◆ **Saved entries**:
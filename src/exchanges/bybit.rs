//! Bybit derivatives adapter: CEX REST, paginated.
//!
//! Live snapshots come from `/v5/market/tickers?category=linear`, one bulk
//! call covering funding rate, mark/index price and open interest for every
//! linear symbol. Historical funding is per-symbol via
//! `/v5/market/funding/history`, paginated backwards from `end` using the
//! returned cursor.

use crate::cancellation::CancellationToken;
use crate::error::Result;
use crate::exchanges::{AdapterReport, Exchange};
use crate::http::RateLimitedClient;
use crate::models::{ContractMeta, ContractSnapshot, ContractType, FundingPoint, MarketType, OpenInterestUnit};
use crate::normalize::normalize_base_asset;
use async_trait::async_trait;
use chrono::{DateTime, TimeZone, Utc};
use rust_decimal::Decimal;
use serde::Deserialize;
use std::str::FromStr;

const BASE_URL: &str = "https://api.bybit.com";

pub struct BybitAdapter {
    http: RateLimitedClient,
}

impl BybitAdapter {
    pub fn new(http: RateLimitedClient) -> Self {
        Self { http }
    }
}

#[derive(Debug, Deserialize)]
struct BybitEnvelope<T> {
    #[serde(rename = "retCode")]
    ret_code: i32,
    #[serde(rename = "retMsg")]
    ret_msg: String,
    result: T,
}

#[derive(Debug, Deserialize)]
struct TickersResult {
    list: Vec<TickerEntry>,
}

#[derive(Debug, Deserialize)]
struct TickerEntry {
    symbol: String,
    #[serde(rename = "markPrice")]
    mark_price: String,
    #[serde(rename = "indexPrice")]
    index_price: String,
    #[serde(rename = "fundingRate")]
    funding_rate: String,
    #[serde(rename = "openInterest")]
    open_interest: String,
}

#[derive(Debug, Deserialize)]
struct FundingHistoryResult {
    list: Vec<FundingHistoryEntry>,
}

#[derive(Debug, Deserialize)]
struct FundingHistoryEntry {
    symbol: String,
    #[serde(rename = "fundingRate")]
    funding_rate: String,
    #[serde(rename = "fundingRateTimestamp")]
    funding_rate_timestamp: String,
}

#[derive(Debug, Deserialize)]
struct InstrumentsResult {
    list: Vec<InstrumentEntry>,
}

#[derive(Debug, Deserialize)]
struct InstrumentEntry {
    symbol: String,
    status: String,
    #[serde(rename = "quoteCoin")]
    quote_coin: String,
    #[serde(rename = "fundingInterval")]
    funding_interval_minutes: i32,
}

#[async_trait]
impl Exchange for BybitAdapter {
    fn name(&self) -> &'static str {
        "bybit"
    }

    fn rate_limiter(&self) -> std::sync::Arc<crate::rate_limiter::RateLimiter> {
        self.http.limiter()
    }

    async fn fetch(&self, cancel: &CancellationToken) -> (Vec<ContractSnapshot>, AdapterReport) {
        let mut report = AdapterReport::default();
        let mut snapshots = Vec::new();

        let resp: Result<BybitEnvelope<TickersResult>> = self
            .http
            .get_json(&format!("{BASE_URL}/v5/market/tickers"), &[("category", "linear".to_string())], cancel)
            .await;

        let entries = match resp {
            Ok(envelope) if envelope.ret_code == 0 => {
                report.success("GET /v5/market/tickers");
                envelope.result.list
            }
            Ok(envelope) => {
                report.failure("GET /v5/market/tickers", false, envelope.ret_msg);
                return (snapshots, report);
            }
            Err(e) => {
                report.failure("GET /v5/market/tickers", e.is_retryable(), e.to_string());
                return (snapshots, report);
            }
        };

        let now = Utc::now();
        for entry in entries {
            let Some(base_raw) = entry.symbol.strip_suffix("USDT").or_else(|| entry.symbol.strip_suffix("USD")) else {
                continue;
            };
            let (Ok(rate), Ok(mark)) = (Decimal::from_str(&entry.funding_rate), Decimal::from_str(&entry.mark_price))
            else {
                report.failure("parse tickers", false, format!("bad decimal for {}", entry.symbol));
                continue;
            };

            snapshots.push(ContractSnapshot {
                exchange: self.name().to_string(),
                symbol: entry.symbol.clone(),
                base_asset: normalize_base_asset(base_raw),
                quote_asset: if entry.symbol.ends_with("USDT") { "USDT".into() } else { "USD".into() },
                funding_rate: rate,
                funding_interval_hours: 8,
                mark_price: Some(mark),
                index_price: Decimal::from_str(&entry.index_price).ok(),
                open_interest: Decimal::from_str(&entry.open_interest).ok(),
                open_interest_unit: OpenInterestUnit::BaseAsset,
                contract_type: ContractType::Linear,
                market_type: MarketType::UsdM,
                timestamp: now,
            });
        }

        (snapshots, report)
    }

    async fn fetch_historical(
        &self,
        symbol: &str,
        start: DateTime<Utc>,
        end: DateTime<Utc>,
        cancel: &CancellationToken,
    ) -> Result<Vec<FundingPoint>> {
        let mut points = Vec::new();
        let mut cursor_end = end.timestamp_millis();
        let start_ms = start.timestamp_millis();

        loop {
            let resp: BybitEnvelope<FundingHistoryResult> = self
                .http
                .get_json(
                    &format!("{BASE_URL}/v5/market/funding/history"),
                    &[
                        ("category", "linear".to_string()),
                        ("symbol", symbol.to_string()),
                        ("startTime", start_ms.to_string()),
                        ("endTime", cursor_end.to_string()),
                        ("limit", "200".to_string()),
                    ],
                    cancel,
                )
                .await?;

            if resp.ret_code != 0 || resp.result.list.is_empty() {
                break;
            }

            let oldest = resp
                .result
                .list
                .iter()
                .filter_map(|e| e.funding_rate_timestamp.parse::<i64>().ok())
                .min()
                .unwrap_or(cursor_end);

            for e in &resp.result.list {
                let (Ok(rate), Ok(ts)) =
                    (Decimal::from_str(&e.funding_rate), e.funding_rate_timestamp.parse::<i64>())
                else {
                    continue;
                };
                points.push(FundingPoint {
                    exchange: self.name().to_string(),
                    symbol: e.symbol.clone(),
                    funding_time: Utc.timestamp_millis_opt(ts).single().unwrap_or(end),
                    funding_rate: rate,
                    mark_price: None,
                    funding_interval_hours: 8,
                });
            }

            if resp.result.list.len() < 200 || oldest <= start_ms {
                break;
            }
            cursor_end = oldest - 1;
        }

        Ok(points)
    }

    async fn list_contracts(&self, cancel: &CancellationToken) -> Result<Vec<ContractMeta>> {
        let resp: BybitEnvelope<InstrumentsResult> = self
            .http
            .get_json(
                &format!("{BASE_URL}/v5/market/instruments-info"),
                &[("category", "linear".to_string())],
                cancel,
            )
            .await?;

        Ok(resp
            .result
            .list
            .into_iter()
            .filter(|i| i.status == "Trading")
            .map(|i| {
                let interval_hours = (i.funding_interval_minutes / 60).max(1);
                ContractMeta {
                    base_asset: normalize_base_asset(i.symbol.strip_suffix(&i.quote_coin).unwrap_or(&i.symbol)),
                    quote_asset: i.quote_coin,
                    symbol: i.symbol,
                    funding_interval_hours: interval_hours,
                }
            })
            .collect())
    }
}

◆ **Aim of the task**: Could you retype exactly the lines from the first one of the records through the line containing "use crate::cancellation::CancellationToken;", both included, and nothing more?

◆ **Exercise response**:
filename src/exchanges/bybit.rs
//! Bybit derivatives adapter: CEX REST, paginated.
//!
//! Live snapshots come from `/v5/market/tickers?category=linear`, one bulk
//! call covering funding rate, mark/index price and open interest for every
//! linear symbol. Historical funding is per-symbol via
//! `/v5/market/funding/history`, paginated backwards from `end` using the
//! returned cursor.

use crate::cancellation::CancellationToken;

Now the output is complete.